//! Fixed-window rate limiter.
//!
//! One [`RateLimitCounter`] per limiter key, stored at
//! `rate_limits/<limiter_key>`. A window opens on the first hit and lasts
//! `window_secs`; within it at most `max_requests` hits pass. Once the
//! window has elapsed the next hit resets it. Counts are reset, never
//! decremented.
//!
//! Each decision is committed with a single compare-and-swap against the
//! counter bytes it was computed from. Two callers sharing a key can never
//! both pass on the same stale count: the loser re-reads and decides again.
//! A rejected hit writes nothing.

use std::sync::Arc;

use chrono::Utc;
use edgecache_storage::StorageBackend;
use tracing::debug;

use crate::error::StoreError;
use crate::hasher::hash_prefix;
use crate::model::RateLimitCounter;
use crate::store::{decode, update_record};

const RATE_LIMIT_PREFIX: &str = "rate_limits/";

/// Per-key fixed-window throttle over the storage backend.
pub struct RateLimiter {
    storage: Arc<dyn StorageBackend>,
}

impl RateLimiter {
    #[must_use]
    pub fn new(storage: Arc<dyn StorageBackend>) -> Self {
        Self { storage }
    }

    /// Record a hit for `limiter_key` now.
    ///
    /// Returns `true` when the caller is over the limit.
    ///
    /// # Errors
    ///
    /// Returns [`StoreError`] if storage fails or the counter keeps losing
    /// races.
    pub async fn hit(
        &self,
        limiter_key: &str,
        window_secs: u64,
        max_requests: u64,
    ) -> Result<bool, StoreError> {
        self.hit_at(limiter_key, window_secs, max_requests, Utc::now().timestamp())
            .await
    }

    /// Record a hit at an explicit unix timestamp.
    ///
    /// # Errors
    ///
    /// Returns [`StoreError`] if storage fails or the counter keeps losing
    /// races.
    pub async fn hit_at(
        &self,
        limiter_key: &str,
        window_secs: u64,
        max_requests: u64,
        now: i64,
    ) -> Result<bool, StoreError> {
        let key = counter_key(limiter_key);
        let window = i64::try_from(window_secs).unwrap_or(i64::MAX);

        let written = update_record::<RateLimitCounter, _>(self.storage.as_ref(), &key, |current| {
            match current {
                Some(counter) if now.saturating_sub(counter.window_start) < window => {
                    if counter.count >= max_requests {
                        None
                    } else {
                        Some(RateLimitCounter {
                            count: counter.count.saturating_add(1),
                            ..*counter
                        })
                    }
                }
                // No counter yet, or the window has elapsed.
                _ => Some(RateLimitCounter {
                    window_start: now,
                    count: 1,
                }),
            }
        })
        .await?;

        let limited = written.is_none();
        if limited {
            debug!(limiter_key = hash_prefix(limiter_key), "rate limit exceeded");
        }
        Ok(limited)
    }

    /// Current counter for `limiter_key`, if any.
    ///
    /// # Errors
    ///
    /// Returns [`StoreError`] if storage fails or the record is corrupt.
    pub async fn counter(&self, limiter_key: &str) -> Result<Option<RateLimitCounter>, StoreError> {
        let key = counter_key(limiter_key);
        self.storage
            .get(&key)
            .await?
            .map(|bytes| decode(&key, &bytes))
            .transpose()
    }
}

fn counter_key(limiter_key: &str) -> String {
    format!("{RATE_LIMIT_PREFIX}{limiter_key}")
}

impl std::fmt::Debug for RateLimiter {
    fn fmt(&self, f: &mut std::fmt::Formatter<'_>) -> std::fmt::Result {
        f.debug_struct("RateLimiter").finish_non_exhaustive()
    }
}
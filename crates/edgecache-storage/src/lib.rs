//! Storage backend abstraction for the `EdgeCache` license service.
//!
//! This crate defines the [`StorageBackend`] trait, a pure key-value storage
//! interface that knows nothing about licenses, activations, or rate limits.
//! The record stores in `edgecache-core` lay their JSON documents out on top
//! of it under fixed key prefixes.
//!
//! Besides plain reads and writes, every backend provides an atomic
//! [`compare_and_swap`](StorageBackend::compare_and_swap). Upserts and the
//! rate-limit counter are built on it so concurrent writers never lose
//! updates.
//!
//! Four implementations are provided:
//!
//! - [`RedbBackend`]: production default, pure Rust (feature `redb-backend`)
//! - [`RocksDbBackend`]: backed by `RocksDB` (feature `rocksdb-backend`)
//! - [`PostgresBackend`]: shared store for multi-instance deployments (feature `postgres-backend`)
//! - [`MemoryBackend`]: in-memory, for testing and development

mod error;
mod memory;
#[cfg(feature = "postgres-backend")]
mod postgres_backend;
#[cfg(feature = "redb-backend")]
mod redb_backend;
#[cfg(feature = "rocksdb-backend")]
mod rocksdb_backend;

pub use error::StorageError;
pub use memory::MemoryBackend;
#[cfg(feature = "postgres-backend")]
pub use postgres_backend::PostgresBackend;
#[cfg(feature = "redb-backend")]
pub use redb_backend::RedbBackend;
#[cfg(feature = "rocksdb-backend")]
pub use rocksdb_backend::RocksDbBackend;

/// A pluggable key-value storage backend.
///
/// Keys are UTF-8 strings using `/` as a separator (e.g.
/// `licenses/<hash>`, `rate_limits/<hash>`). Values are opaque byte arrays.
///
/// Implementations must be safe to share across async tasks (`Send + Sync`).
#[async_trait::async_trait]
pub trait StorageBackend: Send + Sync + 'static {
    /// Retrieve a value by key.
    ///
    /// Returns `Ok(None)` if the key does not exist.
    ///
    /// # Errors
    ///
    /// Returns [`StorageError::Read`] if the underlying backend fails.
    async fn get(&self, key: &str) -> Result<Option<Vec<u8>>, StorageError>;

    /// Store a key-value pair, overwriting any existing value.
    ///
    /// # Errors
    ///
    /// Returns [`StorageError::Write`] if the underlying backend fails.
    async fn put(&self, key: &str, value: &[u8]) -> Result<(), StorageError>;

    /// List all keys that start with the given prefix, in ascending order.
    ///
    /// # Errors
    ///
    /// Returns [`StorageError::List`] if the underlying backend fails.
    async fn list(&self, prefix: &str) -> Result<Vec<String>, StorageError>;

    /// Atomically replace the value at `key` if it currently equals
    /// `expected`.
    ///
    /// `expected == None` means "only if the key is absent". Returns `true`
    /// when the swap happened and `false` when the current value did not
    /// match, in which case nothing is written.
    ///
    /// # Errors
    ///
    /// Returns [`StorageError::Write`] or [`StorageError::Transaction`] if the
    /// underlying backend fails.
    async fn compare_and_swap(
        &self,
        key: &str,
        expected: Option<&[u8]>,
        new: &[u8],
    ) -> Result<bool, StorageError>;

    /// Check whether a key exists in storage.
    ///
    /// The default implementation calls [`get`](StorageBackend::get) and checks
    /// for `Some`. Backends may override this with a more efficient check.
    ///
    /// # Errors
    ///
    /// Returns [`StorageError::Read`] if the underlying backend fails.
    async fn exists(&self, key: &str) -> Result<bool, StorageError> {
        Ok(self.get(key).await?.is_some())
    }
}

TASK DESCRIPTION - Determine how many of the lines above include the word "when", then give that number and nothing else.

REPLY TO THE EXERCISE - 2